When HBO’s saucy high-finance series Industry began, it was primarily focused on young London-based analysts hoping to make their mark on the mega investment bank Pierpoint. How they functioned in the furnace, and blew off steam outside of it, made for soapy, satisfying young adult drama. These were kids thrown into a very different kind of post-adolescent crucible than the girls of Girls were subject to (though Girls creator Lena Dunham did some work on the first season); where Hannah and pals had ennui, the post-grads of Industry were focused, driven, ruthlessly ambitious.
But as the show progressed through its wobbly second season, the world of Industry began to expand. The young people remained at the center, but the series zoomed out to show more of the complicated mechanics surrounding them. Now, in its excitingly ornate rollercoaster of a third season (premiering on August 11), Industry is essentially just a companion piece to the late, great Succession. It’s another series about the top, top levels of the business world, albeit one that doesn’t take quite as much naughty, amused pleasure in showing the monstrousness of the one percent.
Where Succession had wry humor, Industry prefers grimness, sending its characters spinning into ever more precariousness. Show creators Mickey Down and Konrad Kay are, I suppose, making a point about the financial world’s corrosive effect on the hearts and souls of those who keep it running. But in practice, all the strife seems to exist for its own sake. It’s a wallow, an artful bummer a bit high on its own supply.
In season three, Industry is also breathlessly entertaining. Yes, portions of these eight episodes are turgid and overwritten: angry monologues half sold by talented actors, whizzing technical talk delivered with smug snap, high drama that isn’t always credibly sourced. But Industry’s version of all that is vastly preferable to the kind seen on, say, The Bear. At least on Industry, things actually happen.
Season three opens in the nervous hours before a green-tech energy startup, Lumi, is about to go public. The company’s head, blue-blood poseur Henry (Kit Harington), is doing his best T-shirt and jeans founder drag—leaving the less palatable work to Pierpoint, which is overseeing the IPO. Sad-eyed, working-class hunk Robert (Harry Lawtey) has been embedded with Henry, and their class divide is beginning to chafe. Back at the office, Yasmin (Marisa Abela) is trying to stay involved in the fray while also spiraling about a scandal (or, really, multiple scandals) involving her zillionaire father, who has gone into hiding.

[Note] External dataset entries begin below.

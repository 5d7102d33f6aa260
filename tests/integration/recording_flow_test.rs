//! Integration tests for the poll, record and export flow.

use sensorlog::polling::PollingLoop;
use sensorlog::recording::exporter_csv::{ACCELEROMETER_FILE, COMPASS_FILE};
use sensorlog::recording::recorder::RecordingController;
use sensorlog::recording::types::{RecordingStatus, StopOutcome};
use sensorlog::recording::CsvExporter;
use sensorlog::sensors::types::{Capability, Reading, SensorError};
use tempfile::TempDir;

use crate::sensor_mock::{MockSensorReader, RecordingSurface};

fn read_file(dir: &TempDir, name: &str) -> String {
    std::fs::read_to_string(dir.path().join(name)).unwrap()
}

#[test]
fn test_unavailable_tick_is_not_recorded() {
    let tmp = TempDir::new().unwrap();
    let mut controller = RecordingController::new(CsvExporter::new(tmp.path()));
    let mut reader = MockSensorReader::new();
    reader.push_readings([1.0, 2.0, 3.0], [4.0, 5.0, 6.0]);
    reader.push(
        Err(SensorError::Unavailable(Capability::Accelerometer)),
        Ok(Reading::new(7.0, 8.0, 9.0)),
    );
    let mut polling = PollingLoop::new(Box::new(reader));
    let mut surface = RecordingSurface::default();

    controller.start();
    assert!(polling.tick(&mut controller, &mut surface).recorded);
    assert!(!polling.tick(&mut controller, &mut surface).recorded);

    assert_eq!(
        surface.texts[&Capability::Accelerometer],
        "Accelerometer not implemented on this platform"
    );
    assert_eq!(
        surface.texts[&Capability::Compass],
        "Compass Data:\nX: 7.00\nY: 8.00\nZ: 9.00"
    );

    let outcome = controller.stop().unwrap();
    assert!(matches!(outcome, StopOutcome::Exported { ref summary, .. } if summary.rows == 1));
    assert_eq!(controller.status(), RecordingStatus::Idle);
    assert!(controller.buffer().is_empty());

    assert_eq!(
        read_file(&tmp, ACCELEROMETER_FILE),
        "accel_x,accel_y,accel_z\n1.0,2.0,3.0\n"
    );
    assert_eq!(
        read_file(&tmp, COMPASS_FILE),
        "compass_x,compass_y,compass_z\n4.0,5.0,6.0\n"
    );
}

#[test]
fn test_every_tick_updates_display_while_idle() {
    let tmp = TempDir::new().unwrap();
    let mut controller = RecordingController::new(CsvExporter::new(tmp.path()));
    let mut reader = MockSensorReader::new();
    for i in 0..3 {
        reader.push_readings([i as f64, 0.0, 0.0], [0.0, 0.0, 0.0]);
    }
    let mut polling = PollingLoop::new(Box::new(reader));
    let mut surface = RecordingSurface::default();

    for _ in 0..3 {
        polling.tick(&mut controller, &mut surface);
    }

    assert_eq!(surface.updates, 6);
    assert_eq!(
        surface.texts[&Capability::Accelerometer],
        "Accelerometer Data:\nX: 2.00\nY: 0.00\nZ: 0.00"
    );
    assert!(controller.buffer().is_empty());
}

#[test]
fn test_recorded_values_round_trip_exactly() {
    let tmp = TempDir::new().unwrap();
    let mut controller = RecordingController::new(CsvExporter::new(tmp.path()));
    let mut reader = MockSensorReader::new();
    let values: Vec<([f64; 3], [f64; 3])> = (0..40)
        .map(|i| {
            let t = i as f64 * 0.05;
            (
                [t.sin() * 0.4, t.cos() / 3.0, 9.80665],
                [25.0 * t.cos(), -25.0 * t.sin(), -40.0 + t],
            )
        })
        .collect();
    for (accel, compass) in &values {
        reader.push_readings(*accel, *compass);
    }
    let mut polling = PollingLoop::new(Box::new(reader));
    let mut surface = RecordingSurface::default();

    controller.start();
    for _ in 0..values.len() {
        polling.tick(&mut controller, &mut surface);
    }
    controller.stop().unwrap();

    let accel = read_file(&tmp, ACCELEROMETER_FILE);
    let compass = read_file(&tmp, COMPASS_FILE);
    assert_eq!(accel.lines().count(), values.len() + 1);
    assert_eq!(compass.lines().count(), values.len() + 1);

    let parse = |line: &str| -> Vec<f64> {
        line.split(',').map(|f| f.parse().unwrap()).collect()
    };
    for ((accel_line, compass_line), (accel_expected, compass_expected)) in accel
        .lines()
        .skip(1)
        .zip(compass.lines().skip(1))
        .zip(values.iter())
    {
        assert_eq!(parse(accel_line), accel_expected.to_vec());
        assert_eq!(parse(compass_line), compass_expected.to_vec());
    }
}

#[test]
fn test_start_twice_keeps_buffer() {
    let tmp = TempDir::new().unwrap();
    let mut controller = RecordingController::new(CsvExporter::new(tmp.path()));
    let mut reader = MockSensorReader::new();
    reader.push_readings([1.0, 1.0, 1.0], [2.0, 2.0, 2.0]);
    let mut polling = PollingLoop::new(Box::new(reader));
    let mut surface = RecordingSurface::default();

    controller.start();
    polling.tick(&mut controller, &mut surface);
    controller.start();

    assert_eq!(controller.status(), RecordingStatus::Recording);
    assert_eq!(controller.buffer().len(), 1);
}

#[test]
fn test_stop_without_samples_leaves_no_files() {
    let tmp = TempDir::new().unwrap();
    let mut controller = RecordingController::new(CsvExporter::new(tmp.path()));
    let mut polling = PollingLoop::new(Box::new(MockSensorReader::new()));
    let mut surface = RecordingSurface::default();

    controller.start();
    for _ in 0..5 {
        polling.tick(&mut controller, &mut surface);
    }

    assert_eq!(controller.stop().unwrap(), StopOutcome::NothingToExport);
    assert!(!tmp.path().join(ACCELEROMETER_FILE).exists());
    assert!(!tmp.path().join(COMPASS_FILE).exists());
}

#[test]
fn test_second_session_replaces_files() {
    let tmp = TempDir::new().unwrap();
    let mut controller = RecordingController::new(CsvExporter::new(tmp.path()));
    let mut reader = MockSensorReader::new();
    reader
        .push_readings([1.0, 1.0, 1.0], [1.0, 1.0, 1.0])
        .push_readings([2.0, 2.0, 2.0], [2.0, 2.0, 2.0])
        .push_readings([3.0, 3.0, 3.0], [3.0, 3.0, 3.0]);
    let mut polling = PollingLoop::new(Box::new(reader));
    let mut surface = RecordingSurface::default();

    controller.start();
    polling.tick(&mut controller, &mut surface);
    polling.tick(&mut controller, &mut surface);
    controller.stop().unwrap();

    controller.start();
    polling.tick(&mut controller, &mut surface);
    controller.stop().unwrap();

    assert_eq!(
        read_file(&tmp, ACCELEROMETER_FILE),
        "accel_x,accel_y,accel_z\n3.0,3.0,3.0\n"
    );
}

Yasmin’s struggles to balance work and an increasingly unmanageable personal life get perhaps the primary focus this season, complete with mystery box flashbacks. As her character grows ever more distressed and erratic, Abela manages to keep things mostly grounded. Her scenes with Harington are spiky and flirtatious and yet also bleak, while her always swooning chemistry with Lawtey takes on a bitter, poignant tinge. She’s the star of the season, bearing up nobly under a heap of outsized plot.
The series’s other breakout, Myha’la, is left to skulk around the periphery. Her character, American bulldozer Harper, has been cast out of Pierpoint, and is stuck working as an assistant at an “ethical” investment firm. She’s a killer in an uncomfortably moral-minded environment—one she has to destroy in order to escape. Harper finds an ally in the firm’s steely head of investments, Petra (Sarah Goldberg, of recent Barry fame), and the two get to scheming. The show has now pretty much confirmed Harper as a manipulative sociopath (an assessment made by many characters this season), which is interesting only to a point. Harper is an implacable monolith in season three, and her cruelty and conniving eventually grow repetitive.
So does all the office scramble and panic. Industry works hard to convince us that every trade, every reversal of fortune is of existential importance. It is fun to get swept up in that manic swirl, but over eight episodes, the crises blur together into one mass of outburst and alarm. One of the odd pleasures of the show is the inscrutability of its technical details—it is a comfort to simply trust that what they’re yelling about with such spittle, and assumed savvy, is of high significance. Still, the show would ideally find more varied levels, so that the really meaningful moments of wheeling and/or dealing stood out in starker contrast.
Industry’s emotional mapping is equally discombobulating. Motivations are murky; extreme decisions are made with jarring haste. But maybe that is the sneakily winning trick of the show, plunging us into the erratic, coked-up minds of its shaky heroes rather than ploddingly explaining every beat. We probably don’t need the literal drug trips, though. Season three guides us into psychedelic cliché in one episode, while another tries to ape Uncut Gems for a grueling standalone hour delineating a side character’s descent into hell.
What ultimately results from that episode is shocking and horrible, and threatens to topple season four (if there is to be one) into full melodrama. Which would be a shame, because the third season is pitched just about right: brash and irksome, sexy and intriguing. Industry’s picture of pretty people forever teetering between glory and ruin rarely lets us see them enjoying their ill-gotten wealth. But the show nonetheless manages to intoxicate us, to quiet our high-minded principles just long enough that, quite guiltily, we begin to envy them anyway.